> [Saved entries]
#####
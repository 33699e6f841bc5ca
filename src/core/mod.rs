pub mod card_actions;
pub mod drag;
pub mod menu;
pub mod notifications;
pub mod query_cache;
pub mod routing;
pub mod services;

pub use card_actions::{CacheInvalidator, CardActions, Navigator, Notifier, TaskApi};
pub use query_cache::{QueryCache, QueryKey};
pub use routing::{TaskPanel, ViewContext};
pub mod project;
pub mod task;

pub use project::{ProjectDetail, User};
pub use task::{Task, TaskStatus};
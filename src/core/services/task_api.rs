use serde_json::json;

use crate::core::card_actions::TaskApi;
use crate::error::ApiError;
use crate::models::{ProjectDetail, TaskStatus, User};
use crate::tauri_bridge::invoke_cmd;

/// Task store reached through the Tauri command bridge.
#[derive(Debug, Clone, Copy, Default)]
pub struct TauriTaskApi;

impl TaskApi for TauriTaskApi {
    async fn get_project(&self, project_id: &str) -> Result<ProjectDetail, ApiError> {
        invoke_cmd("get_project", &json!({ "projectId": project_id })).await
    }

    async fn get_user(&self) -> Result<User, ApiError> {
        invoke_cmd("get_user", &json!({})).await
    }

    async fn delete_task(&self, project_id: &str, task_id: &str) -> Result<String, ApiError> {
        invoke_cmd(
            "delete_task",
            &json!({ "projectId": project_id, "taskId": task_id }),
        )
        .await
    }

    async fn update_task_status(
        &self,
        project_id: &str,
        task_id: &str,
        status: TaskStatus,
    ) -> Result<String, ApiError> {
        invoke_cmd(
            "update_task_status",
            &json!({ "projectId": project_id, "taskId": task_id, "status": status }),
        )
        .await
    }

    async fn update_task(
        &self,
        project_id: &str,
        task_id: &str,
        name: &str,
        description: &str,
    ) -> Result<String, ApiError> {
        invoke_cmd(
            "update_task",
            &json!({
                "projectId": project_id,
                "taskId": task_id,
                "name": name,
                "description": description
            }),
        )
        .await
    }
}
use leptos::prelude::*;
use leptos_router::components::{Route, Router, Routes};
use leptos_router::path;

use crate::config::AppConfig;
use crate::features::kanban::hooks::provide_query_client;
use crate::features::notifications::{provide_toasts, ToastRegion};
use crate::pages::{NotFound, ProjectBoard};

#[component]
pub fn App(config: AppConfig) -> impl IntoView {
    provide_query_client();
    provide_toasts(&config);
    provide_context(config);

    view! {
        <Router>
            <main class="app">
                <Routes fallback=|| view! { <NotFound /> }>
                    <Route path=path!("/projects/:projectId") view=ProjectBoard />
                </Routes>
            </main>
            <ToastRegion />
        </Router>
    }
}
use leptos::ev;
use leptos::html::Div;
use leptos::prelude::*;
use std::rc::Rc;
use wasm_bindgen::JsCast;

use crate::core::menu::{menu_actions, CardAction, MenuEvent, MenuState};

/// Overflow menu of a task card. Closed until its button is clicked; closes on
/// selection, Escape, or a pointer press outside of it.
#[component]
pub fn TaskMenu(can_edit: bool, on_action: Rc<dyn Fn(CardAction) + 'static>) -> impl IntoView {
    let (state, set_state) = signal(MenuState::Closed);
    let root: NodeRef<Div> = NodeRef::new();
    let dispatch = move |event: MenuEvent| set_state.update(|s| *s = s.on(event));

    let outside = window_event_listener(ev::pointerdown, move |ev| {
        if !state.get_untracked().is_open() {
            return;
        }
        let inside = match (root.get_untracked(), ev.target()) {
            (Some(menu), Some(target)) => menu.contains(target.dyn_ref::<web_sys::Node>()),
            _ => false,
        };
        if !inside {
            dispatch(MenuEvent::OutsideInteraction);
        }
    });
    let escape = window_event_listener(ev::keydown, move |ev| {
        if ev.key() == "Escape" && state.get_untracked().is_open() {
            dispatch(MenuEvent::Escape);
        }
    });
    on_cleanup(move || {
        outside.remove();
        escape.remove();
    });

    let items = menu_actions(can_edit)
        .iter()
        .copied()
        .map(|action| {
            let on_action = on_action.clone();
            let class = if action.is_destructive() {
                "task-menu__item task-menu__item--danger"
            } else {
                "task-menu__item"
            };
            view! {
                <button
                    type="button"
                    role="menuitem"
                    class=class
                    on:click=move |_| {
                        dispatch(MenuEvent::Select);
                        on_action(action);
                    }
                >
                    {action.label()}
                </button>
            }
        })
        .collect_view();

    view! {
        <div class="task-menu" node_ref=root>
            <button
                type="button"
                class="task-menu__button"
                aria-haspopup="menu"
                aria-expanded=move || state.get().is_open().to_string()
                on:click=move |_| dispatch(MenuEvent::Trigger)
            >
                <span class="sr-only">"Options"</span>
                "⋮"
            </button>
            <div
                class=move || state.get().panel_class()
                role="menu"
                aria-hidden=move || (!state.get().is_open()).to_string()
            >
                {items}
            </div>
        </div>
    }
}
use serde::{Deserialize, Serialize};

use crate::error::ConfigError;

/// localStorage key holding a JSON override of [`AppConfig`].
pub const CONFIG_STORAGE_KEY: &str = "task-board.config";

#[derive(Debug, Clone, Serialize, Deserialize, PartialEq)]
#[serde(default)]
pub struct AppConfig {
    /// `EnvFilter` directive, e.g. `info` or `task_board_ui=debug`.
    pub log_filter: String,
    pub toast_duration_ms: u32,
    pub max_toasts: usize,
    /// Pointer travel (px) before a press turns into a drag.
    pub drag_activation_distance: f64,
    /// Offset applied per arrow key while dragging with the keyboard.
    pub keyboard_step: f64,
}

impl Default for AppConfig {
    fn default() -> Self {
        Self {
            log_filter: "info".to_string(),
            toast_duration_ms: 5000,
            max_toasts: 4,
            drag_activation_distance: 5.0,
            keyboard_step: 25.0,
        }
    }
}

impl AppConfig {
    pub fn from_json(raw: &str) -> Result<Self, ConfigError> {
        let config: AppConfig =
            serde_json::from_str(raw).map_err(|e| ConfigError::InvalidConfig(e.to_string()))?;
        config.validate()
    }

    fn validate(self) -> Result<Self, ConfigError> {
        if self.max_toasts == 0 {
            return Err(ConfigError::InvalidConfig("max_toasts must be at least 1".into()));
        }
        if self.drag_activation_distance < 0.0 || self.keyboard_step <= 0.0 {
            return Err(ConfigError::InvalidConfig(
                "drag distances must be positive".into(),
            ));
        }
        Ok(self)
    }

    /// Reads the override from localStorage, falling back to defaults.
    pub fn load() -> Self {
        let raw = web_sys::window()
            .and_then(|w| w.local_storage().ok().flatten())
            .and_then(|storage| storage.get_item(CONFIG_STORAGE_KEY).ok().flatten());

        match raw {
            Some(raw) => Self::from_json(&raw).unwrap_or_else(|e| {
                web_sys::console::warn_1(&format!("{e}; using default configuration").into());
                Self::default()
            }),
            None => Self::default(),
        }
    }
}

#[cfg(test)]
mod tests {
    use super::*;

    #[test]
    fn test_partial_json_keeps_defaults() {
        let config = AppConfig::from_json(r#"{"toast_duration_ms": 1500}"#).unwrap();
        assert_eq!(config.toast_duration_ms, 1500);
        assert_eq!(config.max_toasts, 4);
        assert_eq!(config.log_filter, "info");
    }

    #[test]
    fn test_invalid_json_is_rejected() {
        let err = AppConfig::from_json("{not json").unwrap_err();
        assert!(matches!(err, ConfigError::InvalidConfig(_)));
    }

    #[test]
    fn test_zero_toast_cap_is_rejected() {
        assert!(AppConfig::from_json(r#"{"max_toasts": 0}"#).is_err());
        assert!(AppConfig::from_json(r#"{"keyboard_step": 0}"#).is_err());
    }
}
#####
> [EXERCISE OBJECTIVE]
All of the records above need to be printed again exactly as they appear.

> [TASK SOLUTION]
repository 33699e6f841bc5ca
filename src/core/mod.rs
pub mod card_actions;
pub mod drag;
pub mod menu;
pub mod notifications;
pub mod query_cache;
pub mod routing;
pub mod services;

pub use card_actions::{CacheInvalidator, CardActions, Navigator, Notifier, TaskApi};
pub use query_cache::{QueryCache, QueryKey};
pub use routing::{TaskPanel, ViewContext};
pub mod project;
pub mod task;

pub use project::{ProjectDetail, User};
pub use task::{Task, TaskStatus};
filename src/core/services/task_api.rs
use serde_json::json;

use crate::core::card_actions::TaskApi;
use crate::error::ApiError;
use crate::models::{ProjectDetail, TaskStatus, User};
use crate::tauri_bridge::invoke_cmd;

/// Task store reached through the Tauri command bridge.
#[derive(Debug, Clone, Copy, Default)]
pub struct TauriTaskApi;

impl TaskApi for TauriTaskApi {
    async fn get_project(&self, project_id: &str) -> Result<ProjectDetail, ApiError> {
        invoke_cmd("get_project", &json!({ "projectId": project_id })).await
    }

    async fn get_user(&self) -> Result<User, ApiError> {
        invoke_cmd("get_user", &json!({})).await
    }

    async fn delete_task(&self, project_id: &str, task_id: &str) -> Result<String, ApiError> {
        invoke_cmd(
            "delete_task",
            &json!({ "projectId": project_id, "taskId": task_id }),
        )
        .await
    }

    async fn update_task_status(
        &self,
        project_id: &str,
        task_id: &str,
        status: TaskStatus,
    ) -> Result<String, ApiError> {
        invoke_cmd(
            "update_task_status",
            &json!({ "projectId": project_id, "taskId": task_id, "status": status }),
        )
        .await
    }

    async fn update_task(
        &self,
        project_id: &str,
        task_id: &str,
        name: &str,
        description: &str,
    ) -> Result<String, ApiError> {
        invoke_cmd(
            "update_task",
            &json!({
                "projectId": project_id,
                "taskId": task_id,
                "name": name,
                "description": description
            }),
        )
        .await
    }
}
use leptos::prelude::*;
use leptos_router::components::{Route, Router, Routes};
use leptos_router::path;

use crate::config::AppConfig;
use crate::features::kanban::hooks::provide_query_client;
use crate::features::notifications::{provide_toasts, ToastRegion};
use crate::pages::{NotFound, ProjectBoard};

#[component]
pub fn App(config: AppConfig) -> impl IntoView {
    provide_query_client();
    provide_toasts(&config);
    provide_context(config);

    view! {
        <Router>
            <main class="app">
                <Routes fallback=|| view! { <NotFound /> }>
                    <Route path=path!("/projects/:projectId") view=ProjectBoard />
                </Routes>
            </main>
            <ToastRegion />
        </Router>
    }
}
use leptos::ev;
use leptos::html::Div;
use leptos::prelude::*;
use std::rc::Rc;
use wasm_bindgen::JsCast;

use crate::core::menu::{menu_actions, CardAction, MenuEvent, MenuState};

/// Overflow menu of a task card. Closed until its button is clicked; closes on
/// selection, Escape, or a pointer press outside of it.
#[component]
pub fn TaskMenu(can_edit: bool, on_action: Rc<dyn Fn(CardAction) + 'static>) -> impl IntoView {
    let (state, set_state) = signal(MenuState::Closed);
    let root: NodeRef<Div> = NodeRef::new();
    let dispatch = move |event: MenuEvent| set_state.update(|s| *s = s.on(event));

    let outside = window_event_listener(ev::pointerdown, move |ev| {
        if !state.get_untracked().is_open() {
            return;
        }
        let inside = match (root.get_untracked(), ev.target()) {
            (Some(menu), Some(target)) => menu.contains(target.dyn_ref::<web_sys::Node>()),
            _ => false,
        };
        if !inside {
            dispatch(MenuEvent::OutsideInteraction);
        }
    });
    let escape = window_event_listener(ev::keydown, move |ev| {
        if ev.key() == "Escape" && state.get_untracked().is_open() {
            dispatch(MenuEvent::Escape);
        }
    });
    on_cleanup(move || {
        outside.remove();
        escape.remove();
    });

    let items = menu_actions(can_edit)
        .iter()
        .copied()
        .map(|action| {
            let on_action = on_action.clone();
            let class = if action.is_destructive() {
                "task-menu__item task-menu__item--danger"
            } else {
                "task-menu__item"
            };
            view! {
                <button
                    type="button"
                    role="menuitem"
                    class=class
                    on:click=move |_| {
                        dispatch(MenuEvent::Select);
                        on_action(action);
                    }
                >
                    {action.label()}
                </button>
            }
        })
        .collect_view();

    view! {
        <div class="task-menu" node_ref=root>
            <button
                type="button"
                class="task-menu__button"
                aria-haspopup="menu"
                aria-expanded=move || state.get().is_open().to_string()
                on:click=move |_| dispatch(MenuEvent::Trigger)
            >
                <span class="sr-only">"Options"</span>
                "⋮"
            </button>
            <div
                class=move || state.get().panel_class()
                role="menu"
                aria-hidden=move || (!state.get().is_open()).to_string()
            >
                {items}
            </div>
        </div>
    }
}
use serde::{Deserialize, Serialize};

use crate::error::ConfigError;

/// localStorage key holding a JSON override of [`AppConfig`].
pub const CONFIG_STORAGE_KEY: &str = "task-board.config";

#[derive(Debug, Clone, Serialize, Deserialize, PartialEq)]
#[serde(default)]
pub struct AppConfig {
    /// `EnvFilter` directive, e.g. `info` or `task_board_ui=debug`.
    pub log_filter: String,
    pub toast_duration_ms: u32,
    pub max_toasts: usize,
    /// Pointer travel (px) before a press turns into a drag.
    pub drag_activation_distance: f64,
    /// Offset applied per arrow key while dragging with the keyboard.
    pub keyboard_step: f64,
}

impl Default for AppConfig {
    fn default() -> Self {
        Self {
            log_filter: "info".to_string(),
            toast_duration_ms: 5000,
            max_toasts: 4,
            drag_activation_distance: 5.0,
            keyboard_step: 25.0,
        }
    }
}

impl AppConfig {
    pub fn from_json(raw: &str) -> Result<Self, ConfigError> {
        let config: AppConfig =
            serde_json::from_str(raw).map_err(|e| ConfigError::InvalidConfig(e.to_string()))?;
        config.validate()
    }

    fn validate(self) -> Result<Self, ConfigError> {
        if self.max_toasts == 0 {
            return Err(ConfigError::InvalidConfig("max_toasts must be at least 1".into()));
        }
        if self.drag_activation_distance < 0.0 || self.keyboard_step <= 0.0 {
            return Err(ConfigError::InvalidConfig(
                "drag distances must be positive".into(),
            ));
        }
        Ok(self)
    }

    /// Reads the override from localStorage, falling back to defaults.
    pub fn load() -> Self {
        let raw = web_sys::window()
            .and_then(|w| w.local_storage().ok().flatten())
            .and_then(|storage| storage.get_item(CONFIG_STORAGE_KEY).ok().flatten());

        match raw {
            Some(raw) => Self::from_json(&raw).unwrap_or_else(|e| {
                web_sys::console::warn_1(&format!("{e}; using default configuration").into());
                Self::default()
            }),
            None => Self::default(),
        }
    }
}

#[cfg(test)]
mod tests {
    use super::*;

    #[test]
    fn test_partial_json_keeps_defaults() {
        let config = AppConfig::from_json(r#"{"toast_duration_ms": 1500}"#).unwrap();
        assert_eq!(config.toast_duration_ms, 1500);
        assert_eq!(config.max_toasts, 4);
        assert_eq!(config.log_filter, "info");
    }

    #[test]
    fn test_invalid_json_is_rejected() {
        let err = AppConfig::from_json("{not json").unwrap_err();
        assert!(matches!(err, ConfigError::InvalidConfig(_)));
    }

    #[test]
    fn test_zero_toast_cap_is_rejected() {
        assert!(AppConfig::from_json(r#"{"max_toasts": 0}"#).is_err());
        assert!(AppConfig::from_json(r#"{"keyboard_step": 0}"#).is_err());
    }
}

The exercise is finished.